- _Supplied data_:
//! Imperative operations.
//!
//! Queue, encryption, token, erasure-request, artifact, prune and status
//! commands are not declarative resources: each one maps to a single
//! `multiflexi-cli` invocation. They are run by the [`OperationRunner`], which honours check
//! mode for the mutating ones.

mod runner;

pub use runner::{OperationOutcome, OperationRunner};

use serde::{Deserialize, Serialize};

use crate::error::{Result, ValidationError};
use crate::transport::Invocation;

/// Status filter for erasure request listings.
#[derive(Debug, Clone, Copy, PartialEq, Eq, Serialize, Deserialize, clap::ValueEnum)]
#[serde(rename_all = "lowercase")]
pub enum ErasureStatus {
    /// Awaiting review.
    Pending,
    /// Approved, not yet processed.
    Approved,
    /// Rejected by a reviewer.
    Rejected,
    /// Data has been erased.
    Processed,
}

impl ErasureStatus {
    /// Returns the status as passed to `multiflexi-cli`.
    #[must_use]
    pub const fn as_str(self) -> &'static str {
        match self {
            Self::Pending => "pending",
            Self::Approved => "approved",
            Self::Rejected => "rejected",
            Self::Processed => "processed",
        }
    }
}

/// How user data is erased.
#[derive(
    Debug, Clone, Copy, PartialEq, Eq, Default, Serialize, Deserialize, clap::ValueEnum,
)]
#[serde(rename_all = "lowercase")]
pub enum DeletionType {
    /// Anonymise and deactivate.
    #[default]
    Soft,
    /// Delete permanently.
    Hard,
}

impl DeletionType {
    /// Returns the type as passed to `multiflexi-cli`.
    #[must_use]
    pub const fn as_str(self) -> &'static str {
        match self {
            Self::Soft => "soft",
            Self::Hard => "hard",
        }
    }
}

/// One imperative operation, as written under `operations:` in a task file.
#[derive(Debug, Clone, PartialEq, Eq, Serialize, Deserialize)]
#[serde(tag = "op", rename_all = "snake_case")]
pub enum Operation {
    /// Show the job queue.
    QueueList,
    /// Empty the job queue.
    QueueTruncate,
    /// Show encryption key status.
    EncryptionStatus,
    /// Initialise encryption keys.
    EncryptionInit,
    /// Generate an API token for a user.
    TokenGenerate {
        /// Owner of the new token.
        user_id: Option<u64>,
    },
    /// List data erasure requests.
    ErasureList {
        /// Only requests in this status.
        status: Option<ErasureStatus>,
    },
    /// File a data erasure request.
    ErasureCreate {
        /// Target user by id.
        user_id: Option<u64>,
        /// Target user by login.
        user_login: Option<String>,
        /// Soft or hard deletion.
        #[serde(default)]
        deletion_type: DeletionType,
        /// Reason recorded with the request.
        reason: Option<String>,
    },
    /// Approve a pending request.
    ErasureApprove {
        /// Request to approve.
        request_id: Option<u64>,
        /// Reviewer notes.
        notes: Option<String>,
    },
    /// Reject a pending request.
    ErasureReject {
        /// Request to reject.
        request_id: Option<u64>,
        /// Reviewer notes.
        notes: Option<String>,
    },
    /// Carry out an approved request.
    ErasureProcess {
        /// Request to process.
        request_id: Option<u64>,
        /// Process even if not approved.
        #[serde(default)]
        force: bool,
    },
    /// Show the audit trail of a request.
    ErasureAudit {
        /// Request to audit.
        request_id: Option<u64>,
        /// Also write the trail to this file.
        export_audit: Option<String>,
    },
    /// Remove completed requests.
    ErasureCleanup,
    /// Prune old job records and logs.
    Prune {
        /// Prune logs.
        #[serde(default)]
        logs: bool,
        /// Prune jobs.
        #[serde(default)]
        jobs: bool,
        /// Records to keep.
        #[serde(default = "default_keep")]
        keep: u64,
    },
    /// List job artifacts.
    ArtifactList {
        /// Only artifacts of this job.
        job_id: Option<u64>,
        /// Comma-separated columns to return.
        fields: Option<String>,
    },
    /// Show one job artifact.
    ArtifactGet {
        /// Artifact to show.
        id: Option<u64>,
        /// Comma-separated columns to return.
        fields: Option<String>,
    },
    /// Show MultiFlexi system status.
    SystemStatus,
    /// Show component versions and health as reported by `appstatus`.
    AppStatus,
}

- _Task to complete_: Look through the data above and report every line in which "Debug" appears.

- _Exercise answer_:
#[derive(Debug, Clone, Copy, PartialEq, Eq, Serialize, Deserialize, clap::ValueEnum)]
    Debug, Clone, Copy, PartialEq, Eq, Default, Serialize, Deserialize, clap::ValueEnum,
#[derive(Debug, Clone, PartialEq, Eq, Serialize, Deserialize)]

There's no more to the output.